Court case about legality of possession of human remains

Doodeward v Spence is a 1908 Australian high court case regarding legal possession of human remains. It gave rise to the "work or skill" exception to the usual common law principle that a human body cannot be owned.

== Background ==
Mr. Doodeward had exhibited a two-headed stillborn fetus, preserved in paraffin oil, at a fairground. The fetus had been obtained from a Dr. Donahoe, who originally sold it to Doodeward's father. Spence, a policeman, arrested Doodeward for outrage to public decency, and seized the jar and its contents. When Spence refused to return it, Doodeward brought a claim in detinue seeking its return.

== Opinion ==
After noting the usual common law position that nobody owns a body, Griffith J. announced a new rule that exercising "work or skill" to preserve the body would grant a person greater rights of possession than the usual limited right to possess a body for the purpose of burial. Griffith J said "it does not follow from the mere fact that a human body at death is not the subject of ownership that it is forever incapable of having an owner." He said that "when a person has by the lawful exercise of work or skill so dealt with a human body or part of a human body in his lawful possession that it has acquired some attributes differentiating it from a mere corpse awaiting burial, he acquires a right to retain possession of it, at least as against any person not entitled to have it delivered to him for the purpose of burial, but subject, of course, to any positive law which forbids its retention under the particular circumstances."

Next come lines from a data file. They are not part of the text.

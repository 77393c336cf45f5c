//! Tracks, clips and the read-only views handed to the UI.

use std::{fmt, sync::Arc};

use serde::Serialize;

use crate::{
    buffer::AudioBuffer,
    graph::{
        chain::TrackChain,
        tap::{meter_tap, MeterTap},
    },
};

/// Opaque track handle, unique for the lifetime of an engine.
#[derive(Debug, Clone, Copy, PartialEq, Eq, Hash, PartialOrd, Ord, Serialize)]
#[serde(transparent)]
pub struct TrackId(u64);

impl TrackId {
    /// Rebuild an id from its raw value (e.g. one a host stored earlier).
    pub fn from_raw(raw: u64) -> Self {
        Self(raw)
    }

    pub fn raw(self) -> u64 {
        self.0
    }
}

impl fmt::Display for TrackId {
    fn fmt(&self, f: &mut fmt::Formatter<'_>) -> fmt::Result {
        write!(f, "track-{}", self.0)
    }
}

/// Informational only; both kinds mix the same way.
#[derive(Debug, Clone, Copy, PartialEq, Eq, Default, Serialize)]
#[serde(rename_all = "lowercase")]
pub enum TrackKind {
    #[default]
    Audio,
    Instrument,
}

/// An audio buffer placed at a fixed time on a track. Immutable.
#[derive(Debug, Clone)]
pub struct Clip {
    buffer: Arc<AudioBuffer>,
    start_time: f64,
}

impl Clip {
    /// Negative (or NaN) start times are pinned to 0.
    pub fn new(buffer: AudioBuffer, start_time: f64) -> Self {
        Self {
            buffer: Arc::new(buffer),
            start_time: start_time.max(0.0),
        }
    }

    pub fn buffer(&self) -> &Arc<AudioBuffer> {
        &self.buffer
    }

    /// Engine-relative start, in seconds.
    pub fn start_time(&self) -> f64 {
        self.start_time
    }

    /// Derived from the buffer's frame count and sample rate.
    pub fn duration(&self) -> f64 {
        self.buffer.duration()
    }

    pub fn end_time(&self) -> f64 {
        self.start_time + self.duration()
    }
}

/// Control-side state of one track.
///
/// The track's nodes live on the audio thread inside a [`TrackChain`]; the
/// track keeps only the reading end of its analysis tap.
pub struct Track {
    id: TrackId,
    name: String,
    kind: TrackKind,
    volume: f32,
    pan: f32,
    mute: bool,
    solo: bool,
    meter_value: f32,
    clips: Vec<Clip>,
    pub(crate) meter: MeterTap,
}

impl Track {
    pub fn id(&self) -> TrackId {
        self.id
    }

    pub fn name(&self) -> &str {
        &self.name
    }

    pub fn kind(&self) -> TrackKind {
        self.kind
    }

    pub fn volume(&self) -> f32 {
        self.volume
    }

    pub fn pan(&self) -> f32 {
        self.pan
    }

    pub fn is_muted(&self) -> bool {
        self.mute
    }

    pub fn is_soloed(&self) -> bool {
        self.solo
    }

    /// Last sampled RMS, 0..=1.
    pub fn meter_value(&self) -> f32 {
        self.meter_value
    }

    pub fn clips(&self) -> &[Clip] {
        &self.clips
    }

    /// End of the last clip on this track, 0 when empty.
    pub fn end_time(&self) -> f64 {
        self.clips.iter().map(Clip::end_time).fold(0.0, f64::max)
    }

    pub fn view(&self) -> TrackView {
        TrackView {
            id: self.id,
            name: self.name.clone(),
            kind: self.kind,
            volume: self.volume,
            pan: self.pan,
            mute: self.mute,
            solo: self.solo,
            meter_value: self.meter_value,
            clip_count: self.clips.len(),
        }
    }

    pub(crate) fn set_volume(&mut self, volume: f32) {
        self.volume = volume.max(0.0);
    }

    pub(crate) fn set_pan(&mut self, pan: f32) {
        self.pan = if pan.is_nan() { 0.0 } else { pan.clamp(-1.0, 1.0) };
    }

    pub(crate) fn set_mute(&mut self, mute: bool) {
        self.mute = mute;
    }

    pub(crate) fn set_solo(&mut self, solo: bool) {
        self.solo = solo;
    }

    pub(crate) fn set_meter_value(&mut self, value: f32) {
        self.meter_value = value.clamp(0.0, 1.0);
    }

    pub(crate) fn push_clip(&mut self, clip: Clip) {
        self.clips.push(clip);
    }
}

/// Read-only projection of a track for UI polling and subscribers.
#[derive(Debug, Clone, PartialEq, Serialize)]
#[serde(rename_all = "camelCase")]
pub struct TrackView {
    pub id: TrackId,
    pub name: String,
    #[serde(rename = "type")]
    pub kind: TrackKind,
    pub volume: f32,
    pub pan: f32,
    pub mute: bool,
    pub solo: bool,
    pub meter_value: f32,
    pub clip_count: usize,
}

/// Builds a track together with the audio-thread chain it owns.
///
/// ```ignore
/// let (track, chain) = TrackBuilder::new(id)
///     .name("Vocals")
///     .volume(0.8)
///     .pan(-0.25)
///     .build();
/// ```
pub struct TrackBuilder {
    id: TrackId,
    name: Option<String>,
    kind: TrackKind,
    volume: f32,
    pan: f32,
    meter_window: usize,
}

impl TrackBuilder {
    pub fn new(id: TrackId) -> Self {
        Self {
            id,
            name: None,
            kind: TrackKind::Audio,
            volume: 1.0,
            pan: 0.0,
            meter_window: 2048,
        }
    }

    pub fn name(mut self, name: impl Into<String>) -> Self {
        self.name = Some(name.into());
        self
    }

    pub fn kind(mut self, kind: TrackKind) -> Self {
        self.kind = kind;
        self
    }

    pub fn volume(mut self, volume: f32) -> Self {
        self.volume = volume;
        self
    }

    pub fn pan(mut self, pan: f32) -> Self {
        self.pan = pan;
        self
    }

    pub fn meter_window(mut self, samples: usize) -> Self {
        self.meter_window = samples;
        self
    }

    /// Unnamed tracks are called "Track {n}" after their id.
    pub fn build(self) -> (Track, TrackChain) {
        let (tap, meter) = meter_tap(self.meter_window);
        let mut track = Track {
            id: self.id,
            name: self
                .name
                .unwrap_or_else(|| format!("Track {}", self.id.raw() + 1)),
            kind: self.kind,
            volume: 1.0,
            pan: 0.0,
            mute: false,
            solo: false,
            meter_value: 0.0,
            clips: Vec::new(),
            meter,
        };
        track.set_volume(self.volume);
        track.set_pan(self.pan);

        let chain = TrackChain::new(self.id, tap, track.pan, track.volume);
        (track, chain)
    }
}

== Justice Higgins' dissent ==
Justice Higgins dissented. He would have applied the then-settled rule that there could be no property in human remains. Higgins argued that there was no conflict with permitting the holdings of mummies by museums since Egypt was not British soil, where common law would apply, and where the requirement of Christian burial did not apply.

== Legacy ==
The case has been cited in the UK and in Australia, and is recognized as playing an important role in the development of principles under which a person can acquire property rights in a human body. It was one of the bases for R v Kelly and Lindsay, a criminal case involving the theft of already-dissected human tissue specimens by an artist, and has relevance to the determination of rights over frozen embryos for in vitro fertilisation. The phrase "material which is the subject of property because of an application of human skill" was adopted in the UK's Human Tissue Act 2004 to allow for commercial dealings in relation to appropriate human material.